Monday, February 15, 2016

Sinha Le Politics and Socio-cultural Persecution

Extremism and fanaticism begin with destruction and end with self-destruction. That is a lesson no Lankan, be he/she of the majority community or minority communities can afford to forget.

Sinha-LE
by Tisaranee Gunasekara

“Cultural purity is an oxymoron.”~ Kwame Anthony Appiah (Cosmopolitanism: Ethics in a World of Strangers)

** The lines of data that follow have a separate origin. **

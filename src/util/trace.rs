//! Tracing initialization shared by both binaries

use tracing_subscriber::{layer::SubscriberExt, util::SubscriberInitExt};

/// Initialize tracing/logging
pub fn init_tracing(log_level: &str) {
    let env_filter = tracing_subscriber::EnvFilter::try_from_default_env()
        .unwrap_or_else(|_| tracing_subscriber::EnvFilter::new(log_level));

    tracing_subscriber::registry()
        .with(env_filter)
        .with(tracing_subscriber::fmt::layer().with_target(true))
        .init();
}
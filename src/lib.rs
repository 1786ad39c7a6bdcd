//! Soccer Party Server - two-player phone-controlled soccer
//!
//! One device runs the authoritative match simulation (the host) while two
//! phone browsers act as motion controllers. This crate provides both halves
//! of the real-time path:
//! - the relay server (`relay` binary): rooms, slot binding, and message
//!   routing between controllers and their host
//! - the host engine (`host` binary): fixed-step physics for two players and
//!   a ball, scoring, and the loop driver that couples it to the relay

pub mod app;
pub mod config;
pub mod game;
pub mod host;
pub mod http;
pub mod room;
pub mod util;
pub mod ws;
//! Host-side game simulation modules

pub mod physics;
pub mod sim;

pub use sim::{SimEvent, Simulation};

use crate::ws::protocol::{ActionKind, PlayerSlot};

/// Input event delivered from the relay to the host loop.
///
/// Movement is level-triggered and latched; actions are edge-triggered and
/// consumed once. The two are kept distinct because their consumption
/// semantics differ.
#[derive(Debug, Clone)]
pub enum HostInput {
    /// A controller bound itself to a slot.
    Joined { slot: PlayerSlot },
    /// Mirrors move-start/move-stop.
    Move {
        slot: PlayerSlot,
        direction: f32,
        active: bool,
    },
    /// Mirrors the action-* events.
    Action { slot: PlayerSlot, kind: ActionKind },
}

/// Latched movement direction for one slot: -1, 0, or 1.
#[derive(Debug, Clone, Copy, Default)]
pub struct InputState {
    pub dir: f32,
}
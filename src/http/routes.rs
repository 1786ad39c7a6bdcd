//! HTTP route definitions
//!
//! The HTTP surface is deliberately small: the websocket upgrade, a health
//! probe, and the static origin serving the host and controller pages. The
//! controller entry point is parameterized by query string
//! (`?room=<id>&player=<1|2>`), which the pages read client-side.

use axum::{extract::State, response::Json, routing::get, Router};
use serde::Serialize;
use tower_http::{services::ServeDir, trace::TraceLayer};

use crate::app::AppState;
use crate::util::time::uptime_secs;
use crate::ws::handler::ws_handler;

/// Build the application router
pub fn build_router(state: AppState) -> Router {
    let static_files = ServeDir::new(&state.config.static_dir);

    Router::new()
        .route("/health", get(health_handler))
        .route("/ws", get(ws_handler))
        .fallback_service(static_files)
        .layer(TraceLayer::new_for_http())
        .with_state(state)
}

#[derive(Serialize)]
struct HealthResponse {
    status: &'static str,
    uptime_secs: u64,
    active_rooms: usize,
    connected_controllers: usize,
}

async fn health_handler(State(state): State<AppState>) -> Json<HealthResponse> {
    Json(HealthResponse {
        status: "ok",
        uptime_secs: uptime_secs(),
        active_rooms: state.rooms.room_count(),
        connected_controllers: state.rooms.controller_count(),
    })
}
//! Websocket client binding the host loop to a relay

use futures::{SinkExt, StreamExt};
use rand::distributions::Alphanumeric;
use rand::Rng;
use tokio::sync::mpsc;
use tokio_tungstenite::connect_async;
use tokio_tungstenite::tungstenite::Message;
use tracing::{debug, error, info, warn};

use crate::config::Config;
use crate::game::HostInput;
use crate::host::HostGame;
use crate::ws::protocol::{ClientMsg, ServerMsg};

const ROOM_CODE_LEN: usize = 6;

/// Short uppercase code controllers type or scan to find the room.
pub fn generate_room_code() -> String {
    rand::thread_rng()
        .sample_iter(&Alphanumeric)
        .take(ROOM_CODE_LEN)
        .map(|c| (c as char).to_ascii_uppercase())
        .collect()
}

/// Connect to the relay, create a room, and run the simulation until the
/// connection drops.
pub async fn run_host(config: &Config) -> anyhow::Result<()> {
    let room_id = generate_room_code();

    info!(relay_url = %config.relay_url, "connecting to relay");
    let (socket, _) = connect_async(config.relay_url.as_str()).await?;
    let (mut ws_sink, mut ws_stream) = socket.split();

    let (input_tx, input_rx) = mpsc::channel::<HostInput>(256);
    let (relay_tx, mut relay_rx) = mpsc::unbounded_channel::<ClientMsg>();

    relay_tx.send(ClientMsg::CreateRoom {
        room_id: room_id.clone(),
    })?;

    info!(room_id = %room_id, "room created");
    info!(
        "controllers join via /controller.html?room={}&player=1 and ?room={}&player=2",
        room_id, room_id
    );

    let sim_task = tokio::spawn(HostGame::new(room_id.clone(), input_rx, relay_tx.clone()).run());

    // Writer task: simulation events -> relay.
    let writer = tokio::spawn(async move {
        while let Some(msg) = relay_rx.recv().await {
            let json = match serde_json::to_string(&msg) {
                Ok(json) => json,
                Err(e) => {
                    error!(error = %e, "failed to encode relay message");
                    continue;
                }
            };
            if ws_sink.send(Message::Text(json)).await.is_err() {
                break;
            }
        }
    });

    // Reader loop: relayed controller events -> simulation input buffer.
    while let Some(result) = ws_stream.next().await {
        match result {
            Ok(Message::Text(text)) => match serde_json::from_str::<ServerMsg>(&text) {
                Ok(msg) => {
                    if let Some(input) = host_input_from(msg) {
                        if input_tx.send(input).await.is_err() {
                            break;
                        }
                    }
                }
                Err(e) => {
                    warn!(error = %e, "failed to parse relay message");
                }
            },
            Ok(Message::Close(_)) => {
                info!("relay closed the connection");
                break;
            }
            Ok(_) => {}
            Err(e) => {
                error!(error = %e, "websocket error");
                break;
            }
        }
    }

    writer.abort();
    sim_task.abort();

    info!(room_id = %room_id, "host session ended");
    Ok(())
}

/// Map relayed messages onto simulation input; anything else is noise here.
fn host_input_from(msg: ServerMsg) -> Option<HostInput> {
    match msg {
        ServerMsg::PlayerJoined { player } => Some(HostInput::Joined { slot: player }),
        ServerMsg::PlayerMove {
            player,
            direction,
            active,
        } => Some(HostInput::Move {
            slot: player,
            direction: direction.unwrap_or(0) as f32,
            active,
        }),
        ServerMsg::PlayerAction { player, kind } => Some(HostInput::Action { slot: player, kind }),
        ServerMsg::Error { code, message } => {
            warn!(code = %code, message = %message, "relay error");
            None
        }
        other => {
            debug!(?other, "ignoring relay message");
            None
        }
    }
}

#[cfg(test)]
mod tests {
    use super::*;
    use crate::ws::protocol::{ActionKind, PlayerSlot};

    #[test]
    fn room_codes_are_short_and_uppercase() {
        for _ in 0..50 {
            let code = generate_room_code();
            assert_eq!(code.len(), ROOM_CODE_LEN);
            assert!(code
                .chars()
                .all(|c| c.is_ascii_uppercase() || c.is_ascii_digit()));
        }
    }

    #[test]
    fn relayed_messages_map_onto_host_input() {
        match host_input_from(ServerMsg::PlayerMove {
            player: PlayerSlot::Two,
            direction: Some(-1),
            active: true,
        }) {
            Some(HostInput::Move {
                slot,
                direction,
                active,
            }) => {
                assert_eq!(slot, PlayerSlot::Two);
                assert_eq!(direction, -1.0);
                assert!(active);
            }
            other => panic!("unexpected input: {other:?}"),
        }

        let input = host_input_from(ServerMsg::PlayerAction {
            player: PlayerSlot::One,
            kind: ActionKind::AirHit,
        });
        assert!(matches!(
            input,
            Some(HostInput::Action {
                slot: PlayerSlot::One,
                kind: ActionKind::AirHit,
            })
        ));

        // Feedback echoes are not input.
        assert!(host_input_from(ServerMsg::GameOver {
            winner: PlayerSlot::One
        })
        .is_none());
    }
}
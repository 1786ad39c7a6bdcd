//! Soccer Party Host - the authoritative simulation for one room
//!
//! Connects to the relay, announces a room code, and runs the fixed-step
//! match simulation, feeding haptic/audio cues back through the relay.
//! Rendering is left to the display client; this process logs goals and
//! scores instead.

use soccer_party_server::config::Config;
use soccer_party_server::host::client::run_host;
use soccer_party_server::util::trace::init_tracing;

#[tokio::main]
async fn main() -> anyhow::Result<()> {
    dotenvy::dotenv().ok();

    let config = Config::from_env()?;
    init_tracing(&config.log_level);

    run_host(&config).await
}
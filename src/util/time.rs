//! Tick-rate constants and server uptime

use std::sync::OnceLock;
use std::time::Instant;

/// Simulation and display tick rate. Physics constants are per-tick units,
/// so one tick corresponds to one frame of the 60 Hz presentation.
pub const TICK_RATE: u32 = 60;
pub const TICK_DURATION_MICROS: u64 = 1_000_000 / TICK_RATE as u64;

/// Server start time for uptime tracking
static SERVER_START: OnceLock<Instant> = OnceLock::new();

/// Initialize server start time (call once at startup)
pub fn init_server_time() {
    SERVER_START.get_or_init(Instant::now);
}

/// Get server uptime in seconds
pub fn uptime_secs() -> u64 {
    SERVER_START
        .get()
        .map(|start| start.elapsed().as_secs())
        .unwrap_or(0)
}
//! Soccer Party Relay - routes controller input to room hosts
//!
//! The relay is the rendezvous point of the party: a host connection
//! registers a room, two phone controllers claim its slots, and from then on
//! the relay forwards input upstream and feedback cues downstream. It holds
//! no game state beyond the room bindings and score tallies; the host owns
//! the simulation.

use tokio::net::TcpListener;
use tracing::info;

use soccer_party_server::app::AppState;
use soccer_party_server::config::Config;
use soccer_party_server::http::build_router;
use soccer_party_server::util::time::init_server_time;
use soccer_party_server::util::trace::init_tracing;

#[tokio::main]
async fn main() -> anyhow::Result<()> {
    // Load environment variables
    dotenvy::dotenv().ok();

    let config = Config::from_env()?;
    init_tracing(&config.log_level);
    init_server_time();

    info!("starting soccer party relay");

    let state = AppState::new(config);
    let addr = state.config.server_addr;
    let router = build_router(state);

    let listener = TcpListener::bind(addr).await?;

    info!("relay listening on {}", addr);
    info!("websocket endpoint: ws://{}/ws", addr);
    info!(
        "controller entry: http://{}/controller.html?room=<code>&player=<1|2>",
        addr
    );

    axum::serve(listener, router)
        .with_graceful_shutdown(shutdown_signal())
        .await?;

    info!("relay shutdown complete");
    Ok(())
}

/// Graceful shutdown signal handler
async fn shutdown_signal() {
    let ctrl_c = async {
        tokio::signal::ctrl_c()
            .await
            .expect("Failed to install Ctrl+C handler");
    };

    #[cfg(unix)]
    let terminate = async {
        tokio::signal::unix::signal(tokio::signal::unix::SignalKind::terminate())
            .expect("Failed to install signal handler")
            .recv()
            .await;
    };

    #[cfg(not(unix))]
    let terminate = std::future::pending::<()>();

    tokio::select! {
        _ = ctrl_c => {
            info!("received Ctrl+C, starting graceful shutdown");
        }
        _ = terminate => {
            info!("received terminate signal, starting graceful shutdown");
        }
    }
}
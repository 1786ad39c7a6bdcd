//! WebSocket upgrade handler and per-connection relay session
//!
//! Each connection is bound to a role exactly once: create-room makes it the
//! host of that room, join-room makes it the controller for one slot. All
//! later routing uses the bound identity; room and slot claims in message
//! payloads are ignored after binding.

use axum::{
    extract::{
        ws::{Message, WebSocket, WebSocketUpgrade},
        State,
    },
    response::Response,
};
use futures::{SinkExt, StreamExt};
use tokio::sync::mpsc;
use tracing::{debug, error, info, warn};
use uuid::Uuid;

use crate::app::AppState;
use crate::room::ConnectionHandle;
use crate::util::rate_limit::ConnectionRateLimiter;
use crate::ws::protocol::{ActionKind, ClientMsg, PlayerSlot, ServerMsg};

/// Role a connection has been bound to.
enum Session {
    Unbound,
    Host { room_id: String },
    Controller { room_id: String, slot: PlayerSlot },
}

/// WebSocket upgrade handler
pub async fn ws_handler(ws: WebSocketUpgrade, State(state): State<AppState>) -> Response {
    ws.on_upgrade(move |socket| handle_socket(socket, state))
}

/// Handle the upgraded WebSocket connection
async fn handle_socket(socket: WebSocket, state: AppState) {
    let conn_id = Uuid::new_v4();
    debug!(conn_id = %conn_id, "connection opened");

    let (mut ws_sink, mut ws_stream) = socket.split();
    let (out_tx, mut out_rx) = mpsc::unbounded_channel::<ServerMsg>();
    let handle = ConnectionHandle::new(conn_id, out_tx);

    // Writer task: registry-routed messages -> WebSocket.
    let writer = tokio::spawn(async move {
        while let Some(msg) = out_rx.recv().await {
            let json = match serde_json::to_string(&msg) {
                Ok(json) => json,
                Err(e) => {
                    error!(error = %e, "failed to encode message");
                    continue;
                }
            };
            if ws_sink.send(Message::Text(json)).await.is_err() {
                break;
            }
        }
    });

    let rate_limiter = ConnectionRateLimiter::new();
    let mut session = Session::Unbound;

    while let Some(result) = ws_stream.next().await {
        match result {
            Ok(Message::Text(text)) => {
                if !rate_limiter.check() {
                    warn!(conn_id = %conn_id, "rate limited message");
                    continue;
                }

                match serde_json::from_str::<ClientMsg>(&text) {
                    Ok(msg) => dispatch(&state, &handle, &mut session, msg),
                    Err(e) => {
                        warn!(conn_id = %conn_id, error = %e, "failed to parse message");
                    }
                }
            }
            Ok(Message::Close(_)) => {
                debug!(conn_id = %conn_id, "client initiated close");
                break;
            }
            Ok(_) => {}
            Err(e) => {
                debug!(conn_id = %conn_id, error = %e, "websocket error");
                break;
            }
        }
    }

    // A vanished controller keeps its last latched input on the host; a
    // vanished host leaves the room orphaned. Neither is cleaned up here.
    match &session {
        Session::Host { room_id } => {
            info!(conn_id = %conn_id, room_id = %room_id, "host disconnected");
        }
        Session::Controller { room_id, slot } => {
            info!(conn_id = %conn_id, room_id = %room_id, slot = %slot, "controller disconnected");
        }
        Session::Unbound => {
            debug!(conn_id = %conn_id, "connection closed");
        }
    }

    writer.abort();
}

/// Route one inbound message. Misdirected traffic (input before a join,
/// feedback from a non-host) is dropped, matching the fire-and-forget
/// treatment of the input stream.
fn dispatch(state: &AppState, handle: &ConnectionHandle, session: &mut Session, msg: ClientMsg) {
    match msg {
        ClientMsg::CreateRoom { room_id } => {
            state.rooms.create_room(&room_id, handle.clone());
            *session = Session::Host { room_id };
        }

        ClientMsg::JoinRoom { room_id, player } => {
            match state.rooms.join_room(&room_id, player, handle.clone()) {
                Ok(()) => {
                    *session = Session::Controller {
                        room_id,
                        slot: player,
                    };
                }
                Err(e) => {
                    handle.send(ServerMsg::Error {
                        code: "room-not-found".to_string(),
                        message: e.to_string(),
                    });
                }
            }
        }

        ClientMsg::MoveStart { direction, .. } => {
            if let Session::Controller { room_id, slot } = session {
                state.rooms.route_to_host(
                    room_id,
                    ServerMsg::PlayerMove {
                        player: *slot,
                        direction: Some(direction),
                        active: true,
                    },
                );
            }
        }

        ClientMsg::MoveStop { .. } => {
            if let Session::Controller { room_id, slot } = session {
                state.rooms.route_to_host(
                    room_id,
                    ServerMsg::PlayerMove {
                        player: *slot,
                        direction: None,
                        active: false,
                    },
                );
            }
        }

        ClientMsg::ActionJump { .. } => route_action(state, session, ActionKind::Jump),
        ClientMsg::ActionKick { .. } => route_action(state, session, ActionKind::Kick),
        ClientMsg::ActionAirHit { .. } => route_action(state, session, ActionKind::AirHit),

        ClientMsg::FeedbackEvent {
            target, kind, data, ..
        } => {
            if let Session::Host { room_id } = session {
                state.rooms.route_feedback(
                    room_id,
                    handle.id(),
                    target,
                    ServerMsg::Feedback { kind, data },
                );
            }
        }

        ClientMsg::GameOver { winner, .. } => {
            if let Session::Host { room_id } = session {
                state.rooms.route_game_over(room_id, handle.id(), winner);
            }
        }
    }
}

fn route_action(state: &AppState, session: &Session, kind: ActionKind) {
    if let Session::Controller { room_id, slot } = session {
        state.rooms.route_to_host(
            room_id,
            ServerMsg::PlayerAction {
                player: *slot,
                kind,
            },
        );
    }
}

( February 14, 2016, Colombo, Sri lanka Guardian) The Independence Day celebrations commenced with the national anthem sung in Sinhala and concluded with the national anthem sung in Tamil. It was a first and a good first, a gesture of enormous symbolic significance, an unmistakable indication of the new government’s commitment to an inclusive, pluralist project of nation-building.
Gotabhaya Rajapaksa once derided the singing of the national anthem in Tamil as “a ridiculous and unpractical idea.” But for those who accept the pluralist nature of Sri Lanka and look forward to a truly Lankan future, that moment felt not ridiculous or unpractical, but deeply moving. The Sirisena-Wickremesinghe government is not living up to expectation in several key areas, starting with the economy. But now and then it does something which vindicates fully the historic outcome of January 8th 2015 and keeps hope of a better future alive.
We don’t love other people’s countries; we can only love our own. Measures which humiliate ethno-religious minorities cannot promote national reconciliation or foster Lankan patriotism. There is a greater chance of inculcating a sense of Lankan patriotism in Tamil/Muslim children and youth when they are allowed to sing the national anthem in their own language rather than parrot it in a language they barely understand.
Mahinda Rajapaksa imposed the de facto ban on singing the national anthem in Tamil not during the war, but several months after the defeat of the LTTE, as a petulant response to the Oxford Debacle. The LLRC (appointed by the Rajapaksa administration) in its report criticised the ban and warned that it would “create a major irritant which would not be conducive to fostering post-conflict reconciliation.”  It also recommended that “The practice of the National Anthem being sung simultaneously in two languages in the same time must be maintained and supported.” That recommendation was finally implemented by the Sirisena-Wickremesinghe government on February 4th, 2016.